Hello, I have a problem that I can’t figure out.

what I want is to have 3 apps running on 3 different machines.
The key here is that all of the apps can send and receive IPC
between each other (so none of them are really a “server”).

Now if these 3 apps were on the same box… it’d be easy… I
would get app1 to create a channel and spawn() apps 2 & 3,
passing app1’s pid/chid to each via command line args. Apps
2 & 3 would create their chid and pass it back to app1 via
a MsgSend. With a couple of MsgSend()'s by app1, all of the
apps have everything they need to know for IPC to occur beteen
any of the processes.

Now taking scalability into account, there is a possibility
that the processes could be on seperate machines.

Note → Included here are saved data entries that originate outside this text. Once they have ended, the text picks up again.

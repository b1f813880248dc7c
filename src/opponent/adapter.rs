use crate::agent::AgentId;
use crate::history::HistoryItem;
use crate::message::ToolCallTarget;
use crate::schema::Tool;

/// Failure returned by an `OpponentAdapter` after it has exhausted its
/// retries. Distinct from a single transient error, which the adapter is
/// expected to retry internally before ever surfacing one of these.
#[derive(Debug, Clone, PartialEq, Eq)]
pub enum OpponentError {
    /// The opponent could not produce a valid tool call after repeated
    /// attempts (e.g. a flaky backend, or a model that keeps emitting
    /// malformed JSON).
    Unavailable { agent: AgentId, attempts: u32 },
}

impl std::fmt::Display for OpponentError {
    fn fmt(&self, f: &mut std::fmt::Formatter<'_>) -> std::fmt::Result {
        match self {
            OpponentError::Unavailable { agent, attempts } => {
                write!(f, "opponent {agent} unavailable after {attempts} attempt(s)")
            }
        }
    }
}

impl std::error::Error for OpponentError {}

/// The object-safe interface the orchestrator calls into for every seat
/// not occupied by the trainable policy. Mirrors `gameroom::Player`'s
/// `async fn decide(&mut self, recall: &Recall) -> Action` shape, adapted
/// to this crate's tool-call vocabulary; `#[async_trait]` is required here
/// for the same reason it's required there — a bare `async fn` in a trait
/// isn't object-safe, and the orchestrator holds a `Vec<Box<dyn
/// OpponentAdapter>>`.
#[async_trait::async_trait]
pub trait OpponentAdapter: Send {
    /// Produces this opponent's next tool call given its private history,
    /// the tool it must invoke, and the agent ids it may legally name.
    /// Implementations are responsible for retrying transient failures
    /// internally (matching a real LLM client's own retry policy) and
    /// returning `OpponentError::Unavailable` only once retries are
    /// exhausted. The orchestrator treats a first successful tool call as
    /// authoritative — it may discard any further output from the same
    /// turn, but that truncation is a safety net, not a contract opponents
    /// should rely on.
    async fn decide(
        &mut self,
        agent: AgentId,
        history: &[HistoryItem],
        allowed_tool: Tool,
        eligible_ids: &[AgentId],
    ) -> Result<ToolCallTarget, OpponentError>;
}
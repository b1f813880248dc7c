use rand::rngs::SmallRng;
use rand::seq::SliceRandom;
use rand::SeedableRng;
use serde::{Deserialize, Serialize};

/// A legislative card. Sabotage cards advance the Impostor team; Security
/// cards advance the Crewmate team.
#[derive(Debug, Clone, Copy, PartialEq, Eq, Hash, Serialize, Deserialize)]
pub enum PolicyCard {
    Sabotage,
    Security,
}

/// Failure modes for `Deck::draw`. Drawing more cards than the deck plus
/// discard pile can supply, even after a reshuffle, is the only error case;
/// everything else is an internal invariant.
#[derive(Debug, Clone, PartialEq, Eq)]
pub enum DeckError {
    /// Draw pile and discard pile were both empty (or insufficient) when a
    /// reshuffle was attempted.
    DeckExhausted { requested: usize, available: usize },
}

impl std::fmt::Display for DeckError {
    fn fmt(&self, f: &mut std::fmt::Formatter<'_>) -> std::fmt::Result {
        match self {
            DeckError::DeckExhausted { requested, available } => write!(
                f,
                "deck exhausted: requested {requested} card(s), only {available} available",
            ),
        }
    }
}

impl std::error::Error for DeckError {}

/// A draw pile plus discard pile over `PolicyCard`s. Deterministic when
/// constructed `with_seed`; non-reproducible via `rand::rng()` otherwise.
/// Mirrors `cards::Deck`'s draw/reshuffle discipline: the deck has no
/// opinion about how many cards a game ought to deal, only about what it
/// was constructed with.
#[derive(Debug, Clone)]
pub struct Deck {
    draw_pile: Vec<PolicyCard>,
    discard_pile: Vec<PolicyCard>,
}

impl Deck {
    /// Builds a deck with `total_sabotage` sabotage cards and
    /// `total_security` security cards, shuffled with a seeded RNG for
    /// reproducible rollouts.
    pub fn with_seed(total_sabotage: usize, total_security: usize, seed: u64) -> Self {
        let mut rng = SmallRng::seed_from_u64(seed);
        Self::build(total_sabotage, total_security, &mut rng)
    }

    /// Builds a deck shuffled with a non-reproducible RNG, for opponents or
    /// demo play that should not be tied to a fixed seed.
    pub fn new(total_sabotage: usize, total_security: usize) -> Self {
        let mut rng = rand::rng();
        Self::build(total_sabotage, total_security, &mut rng)
    }

    fn build(total_sabotage: usize, total_security: usize, rng: &mut impl rand::Rng) -> Self {
        let mut draw_pile = Vec::with_capacity(total_sabotage + total_security);
        draw_pile.extend(std::iter::repeat(PolicyCard::Sabotage).take(total_sabotage));
        draw_pile.extend(std::iter::repeat(PolicyCard::Security).take(total_security));
        draw_pile.shuffle(rng);
        Self { draw_pile, discard_pile: Vec::new() }
    }

    /// Draws `count` cards off the top of the draw pile, reshuffling the
    /// discard pile back in if the draw pile runs short. Order among drawn
    /// cards is the draw order, not re-sorted.
    pub fn draw(&mut self, count: usize) -> Result<Vec<PolicyCard>, DeckError> {
        if self.draw_pile.len() < count {
            self.reshuffle_discard()?;
        }
        if self.draw_pile.len() < count {
            return Err(DeckError::DeckExhausted {
                requested: count,
                available: self.draw_pile.len() + self.discard_pile.len(),
            });
        }
        Ok(self.draw_pile.split_off(self.draw_pile.len() - count))
    }

    fn reshuffle_discard(&mut self) -> Result<(), DeckError> {
        if self.discard_pile.is_empty() {
            return Ok(());
        }
        let mut rng = rand::rng();
        self.discard_pile.shuffle(&mut rng);
        self.draw_pile.append(&mut self.discard_pile);
        Ok(())
    }

    pub fn add_to_discard(&mut self, card: PolicyCard) {
        self.discard_pile.push(card);
    }

    pub fn remaining(&self) -> usize {
        self.draw_pile.len()
    }
}

#[cfg(test)]
mod tests {
    use super::*;

    #[test]
    fn reproducible_with_same_seed() {
        let mut a = Deck::with_seed(11, 6, 42);
        let mut b = Deck::with_seed(11, 6, 42);
        assert_eq!(a.draw(5).unwrap(), b.draw(5).unwrap());
    }

    #[test]
    fn reshuffles_discard_when_draw_pile_runs_short() {
        let mut deck = Deck::with_seed(2, 1, 7);
        let first = deck.draw(3).unwrap();
        assert_eq!(deck.remaining(), 0);
        for card in first {
            deck.add_to_discard(card);
        }
        let second = deck.draw(3).unwrap();
        assert_eq!(second.len(), 3);
    }

    #[test]
    fn exhausted_when_nothing_left_to_reshuffle() {
        let mut deck = Deck::with_seed(1, 1, 3);
        let err = deck.draw(5).unwrap_err();
        assert_eq!(err, DeckError::DeckExhausted { requested: 5, available: 2 });
    }
}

In this
case, the above procedure wouldn’t work because I couldn’t
find out the PID of the other apps on different boxes (aka,
I can’t spawn them over the network).

Is writing these apps as a resource manager my only option?
I can’t seem to find any -clear- documentation on how to
set up a resource manager for the aforementioned problem.

Any help would be greatly appreicated.
Amit.

system · January 4, 2001, 1:53pm

Well, the answers kind of depend on your timeframe. There
will eventually be global names available for just this
kind of problem (name_attach), so all 3 apps could register
a global name, and the others could look it up. But this
functionality is not yet available, and I am not sure
what kind of a timeframe is expected.

You would not need to do anything special to setup the app
as a resource manager for this purpose, but the names will
still have to be searched for. If your apps all registered
a name like /dev/app1, you could readdir() though /net to
get a list of machines available on the network, and then
look for the other apps names on each machine. If you find
the name, do an open to get a connection. If you want to be
easily able to switch over to global names when they become
available you may want to make a loader app that spawns your
apps, then registers the name itself. It could then just handle
opens and reads, and return a structure containing a nid/pid/chid
of the app when anyone does a read from it. Then your apps would
just have to do the readdir() of net, and search for the names.
When global names become available, you could just change that
function to call name_open().
Hope this helps,

Peter

Amit Bhatnagar <amit@dal.ca> wrote:

Hello, I have a problem that I can’t figure out.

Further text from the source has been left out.